We don’t see banks in trouble even if we see a very tenuous state of affairs in global markets with such widespread consumer stress and economic pressures from global inflation. The volatility in the UK is a reminder that macro volatility can break out with a vengeance and roil leveraged exposures. Then the boogeyman of counterparty risk creates fears of the unknown whether that be “ticking hedge funds” or the risk of massive losses buried in financing operations. We have seen concentrated positions in hedge funds or loans against an asset lead to margin calls that then becomes a counterparty default and giant loss for some bank. One man’s bad hedge position is another man’s credit risk.
1991-1992 as closet bank bailouts or intensive care: Among the more notable highlights in the chart were how low the Fed kept fed funds in 1991 and 1992 despite the rally in the expansion getting underway after March 1991 and the solid economic growth seen in 1992 (+2.5% GDP growth 1992). The effort to prolong accommodation in the early 1990s arguably was part of a closet bank system “mini-bailout.” The underlying reason for such protracted Fed support in my view was the messy backdrop in the commercial banking sector (e.g., Citibank was in deep trouble at the time) with commercial real estate spiraling into a crisis across numerous regions. After the oil patch led off regional meltdowns in the 1980s, the market saw real estate stress and overbuilding in a range of other regional markets from Boston to the West Coast. The thrift crisis was also still a major headache in California as Washington Mutual (a later casualty of the credit crisis) was hoovering in branches across the 1990s as part of a bank and thrift industry restructuring underway. Running alongside was Countrywide Credit that found its launching pad after the early 1990s jitters. The Fed accommodation may have headed off some major problems, but it also created opportunities for the well positioned to execute on M&A and expansion. Countrywide ended up with a de facto BofA merger/bailout that started in the summer of 2007.

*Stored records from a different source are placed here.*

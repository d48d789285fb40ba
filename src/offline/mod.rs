//! Offline cache worker for the gallery's app shell.
//!
//! The worker owns one current cache generation, named by a version string.
//! It has three independent steps:
//!
//! - [`OfflineWorker::install`] pre-caches a fixed manifest, all or nothing,
//! - [`OfflineWorker::activate`] deletes every other generation,
//! - [`OfflineWorker::fetch`] answers same-origin requests cache-first and
//!   falls back to the network, storing successful responses.

#[cfg(feature = "serve")]
pub mod server;
pub mod storage;

use async_trait::async_trait;
use bytes::Bytes;
use reqwest::Url;

use crate::config::OfflineConfig;
use crate::error::{Error, Result};

pub use storage::{CacheBucket, CacheStorage};

/// A response as the worker stores and serves it.
#[derive(Debug, Clone, PartialEq, Eq)]
pub struct CachedResponse {
    pub status: u16,
    pub content_type: Option<String>,
    pub body: Bytes,
}

impl CachedResponse {
    /// Whether the status is 2xx.
    #[must_use]
    pub const fn is_ok(&self) -> bool {
        self.status >= 200 && self.status < 300
    }
}

/// Abstraction over outbound requests for testability.
#[async_trait]
pub trait Network: Send + Sync {
    /// Performs a GET for `url`.
    async fn fetch(&self, url: &Url) -> Result<CachedResponse>;
}

/// Network access through reqwest.
#[derive(Debug, Clone, Default)]
pub struct HttpNetwork {
    http: reqwest::Client,
}

impl HttpNetwork {
    #[must_use]
    pub const fn new(http: reqwest::Client) -> Self {
        Self { http }
    }
}

#[async_trait]
impl Network for HttpNetwork {
    async fn fetch(&self, url: &Url) -> Result<CachedResponse> {
        let response = self.http.get(url.clone()).send().await?;
        let status = response.status().as_u16();
        let content_type = response
            .headers()
            .get(reqwest::header::CONTENT_TYPE)
            .and_then(|v| v.to_str().ok())
            .map(str::to_string);
        let body = response.bytes().await?;
        Ok(CachedResponse {
            status,
            content_type,
            body,
        })
    }
}

/// Result of intercepting a request.
#[derive(Debug, Clone, PartialEq, Eq)]
pub enum FetchOutcome {
    /// Cross-origin request; the worker does not handle it.
    Passthrough,
    /// Served from the current generation.
    Cached(CachedResponse),
    /// Served from the network.
    Network(CachedResponse),
}

/// The offline cache worker.
pub struct OfflineWorker<N: Network = HttpNetwork> {
    origin: Url,
    cache_name: String,
    manifest: Vec<String>,
    no_cache_hosts: Vec<String>,
    storage: CacheStorage,
    network: N,
}

impl<N: Network> OfflineWorker<N> {
    /// Creates a worker for `config` using `network` for outbound requests.
    ///
    /// # Errors
    ///
    /// Returns an error if the configured origin is not an absolute URL.
    pub fn new(config: &OfflineConfig, network: N) -> Result<Self> {
        let origin = Url::parse(&config.origin)
            .map_err(|e| Error::InvalidUrl(format!("{}: {e}", config.origin)))?;
        Ok(Self {
            origin,
            cache_name: config.cache_name.clone(),
            manifest: config.manifest.clone(),
            no_cache_hosts: config.no_cache_hosts.clone(),
            storage: CacheStorage::new(&config.cache_dir),
            network,
        })
    }

    /// The app origin requests are resolved against.
    #[must_use]
    pub const fn origin(&self) -> &Url {
        &self.origin
    }

    /// Name of the current generation.
    #[must_use]
    pub fn cache_name(&self) -> &str {
        &self.cache_name
    }

    #[must_use]
    pub const fn storage(&self) -> &CacheStorage {
        &self.storage
    }

    /// Resolves a manifest-style path such as `./index.html` against the
    /// origin.
    ///
    /// # Errors
    ///
    /// Returns an error if the path cannot be joined onto the origin.
    pub fn resolve(&self, path: &str) -> Result<Url> {
        self.origin
            .join(path)
            .map_err(|e| Error::InvalidUrl(format!("{path}: {e}")))
    }

    /// Pre-caches the manifest into the current generation.
    ///
    /// # Errors
    ///
    /// Fails if any asset cannot be fetched or answers non-2xx; nothing is
    /// stored in that case.
    pub async fn install(&self) -> Result<usize> {
        let urls = self
            .manifest
            .iter()
            .map(|path| self.resolve(path))
            .collect::<Result<Vec<_>>>()?;

        let bucket = self.storage.open(&self.cache_name).await?;
        log::info!("Caching {} app assets into {}", urls.len(), self.cache_name);
        let count = bucket.add_all(&self.network, &urls).await?;
        Ok(count)
    }

    /// Deletes every generation other than the current one.
    ///
    /// Returns the deleted names.
    ///
    /// # Errors
    ///
    /// Returns an error if the generations cannot be listed or deleted.
    pub async fn activate(&self) -> Result<Vec<String>> {
        let mut deleted = Vec::new();
        for name in self.storage.keys().await? {
            if name != self.cache_name && self.storage.delete(&name).await? {
                log::info!("Deleted stale cache generation {name}");
                deleted.push(name);
            }
        }
        Ok(deleted)
    }

    /// Handles a request for `url`.
    ///
    /// # Errors
    ///
    /// Returns an error if the request is same-origin, not cached, and the
    /// network fetch fails.
    pub async fn fetch(&self, url: &Url) -> Result<FetchOutcome> {
        if url.origin() != self.origin.origin() {
            return Ok(FetchOutcome::Passthrough);
        }

        let bucket = self.storage.open(&self.cache_name).await?;
        match bucket.match_url(url).await {
            Ok(Some(cached)) => return Ok(FetchOutcome::Cached(cached)),
            Ok(None) => {}
            Err(e) => log::warn!("Unreadable cache entry for {url}: {e}"),
        }

        let response = self.network.fetch(url).await?;
        if response.status == 200
            && self.is_cacheable(url)
            && let Err(e) = bucket.put(url, &response).await
        {
            log::warn!("Failed to cache {url}: {e}");
        }
        Ok(FetchOutcome::Network(response))
    }

    fn is_cacheable(&self, url: &Url) -> bool {
        url.host_str()
            .is_none_or(|host| !self.no_cache_hosts.iter().any(|h| h == host))
    }
}
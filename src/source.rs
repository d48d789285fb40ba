//! Remote icon source: the directory listing and raw module contents.

use std::time::Duration;

use async_trait::async_trait;
use serde::Deserialize;

use crate::config::SourceConfig;
use crate::error::{Error, Result};

/// One entry of the remote directory listing.
///
/// Only the fields the gallery needs; everything else is ignored.
#[derive(Debug, Clone, PartialEq, Eq, Deserialize)]
pub struct RemoteEntry {
    /// File name, e.g. `icon-add.ts`.
    pub name: String,
    /// Raw content URL. `None` for directories.
    #[serde(default)]
    pub download_url: Option<String>,
}

/// Abstraction over the remote endpoints for testability.
#[async_trait]
pub trait IconSource: Send + Sync {
    /// Fetches the directory listing.
    async fn list(&self) -> Result<Vec<RemoteEntry>>;

    /// Fetches the raw text behind `url`.
    async fn fetch_text(&self, url: &str) -> Result<String>;
}

/// Icon source backed by the GitHub contents API.
#[derive(Debug, Clone)]
pub struct GithubSource {
    http: reqwest::Client,
    listing_url: String,
}

impl GithubSource {
    /// Creates a source listing `listing_url` with the given client.
    #[must_use]
    pub fn new(http: reqwest::Client, listing_url: impl Into<String>) -> Self {
        Self {
            http,
            listing_url: listing_url.into(),
        }
    }

    /// Creates a source from configuration with a default client.
    ///
    /// # Errors
    ///
    /// Returns an error if the HTTP client cannot be built.
    pub fn from_config(config: &SourceConfig) -> Result<Self> {
        Ok(Self::new(build_http_client()?, config.listing_url.clone()))
    }

    /// The listing endpoint.
    #[must_use]
    pub fn listing_url(&self) -> &str {
        &self.listing_url
    }

    async fn get_text(&self, url: &str) -> Result<String> {
        let response = self.http.get(url).send().await?;
        let status = response.status();
        if !status.is_success() {
            return Err(Error::Status {
                url: url.to_string(),
                status: status.as_u16(),
            });
        }
        Ok(response.text().await?)
    }
}

#[async_trait]
impl IconSource for GithubSource {
    async fn list(&self) -> Result<Vec<RemoteEntry>> {
        let body = self.get_text(&self.listing_url).await?;
        let entries: Vec<RemoteEntry> = serde_json::from_str(&body)?;
        log::debug!("Listing returned {} entries", entries.len());
        Ok(entries)
    }

    async fn fetch_text(&self, url: &str) -> Result<String> {
        self.get_text(url).await
    }
}

/// Builds the HTTP client used for GitHub requests.
///
/// GitHub rejects API requests without a `User-Agent`.
///
/// # Errors
///
/// Returns an error if the client cannot be built.
pub fn build_http_client() -> Result<reqwest::Client> {
    Ok(reqwest::Client::builder()
        .user_agent(concat!("icon-gallery/", env!("CARGO_PKG_VERSION")))
        .pool_idle_timeout(Duration::from_secs(60))
        .tcp_keepalive(Duration::from_secs(30))
        .build()?)
}
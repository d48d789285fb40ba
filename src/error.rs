//! Error types for the icon-gallery library.

use thiserror::Error;

/// Errors that can occur while fetching, caching or serving icons.
#[derive(Error, Debug)]
pub enum Error {
    /// HTTP request error.
    #[error("HTTP error: {0}")]
    Http(#[from] reqwest::Error),

    /// The remote answered with a non-success status.
    #[error("GitHub API error: {status} ({url})")]
    Status {
        /// Requested URL.
        url: String,
        /// HTTP status code returned.
        status: u16,
    },

    /// Fetching the raw content of a single icon module failed.
    #[error("Failed to fetch icon module: {name} ({reason})")]
    ItemFetch {
        /// File name of the module.
        name: String,
        /// Underlying failure.
        reason: String,
    },

    /// The refresh failed and nothing was cached to fall back on.
    #[error("No icons available: {0}")]
    NoIcons(String),

    /// I/O error during store or cache operations.
    #[error("I/O error: {0}")]
    Io(#[from] std::io::Error),

    /// JSON (de)serialization failed.
    #[error("JSON error: {0}")]
    Json(#[from] serde_json::Error),

    /// Configuration could not be read or parsed.
    #[error("Configuration error: {0}")]
    Config(String),

    /// A URL could not be parsed or resolved.
    #[error("Invalid URL: {0}")]
    InvalidUrl(String),

    /// A cache generation name that cannot be used as a directory name.
    #[error("Invalid cache name: {0}")]
    InvalidCacheName(String),

    /// Pre-caching an offline asset failed, aborting the install.
    #[error("Offline install failed for {url}: {reason}")]
    Install {
        /// Asset URL that could not be cached.
        url: String,
        /// Underlying failure.
        reason: String,
    },
}

/// A specialized `Result` type for icon-gallery operations.
pub type Result<T> = std::result::Result<T, Error>;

Late TMT cycle decisions make for tough Monday morning quarterbacking: The immediate reaction of the Fed to a brief upswing in inflation in the late 1990s (notably 1999-2000) saw rapid tightening and that did not do wonders for the bursting TMT bubble. Then the Fed reversed course in dramatic fashion in 2001 with a lot of rapid incremental steps in lowering Fed funds targets even with the expansion going on since March 2001. The 2001 tally was around 11 cuts with 8 of 11 at 50 bps and most of them before 9-11. The inflation line implies the policy was all about concerns for the employment part of the dual mandate, but the expansion was well underway. I imagine the Fed would like a do-over on that one even if they don’t admit it.
The post-TMT cycle after 2001 could be named the “housing bubble, subprime mortgages, structured credit, and counterparty binge” cycle, but that label lacks rhythm. The “#&@!show Cycle” is not printable. The year 2004 started at a 1.0% fed funds rate over 2 years into an expansion. That was when fed funds lagged inflation. They market paid a price for that. The lookback exercises since then tend to see some blame games targeting Greenspan for sowing the seeds of the housing crisis and making it easy (and profitable) to drive high volumes in leveraged finance (record LBOs) and structured credit.
So here the market is today with fed funds around 5 points below CPI. That can’t be a good thing.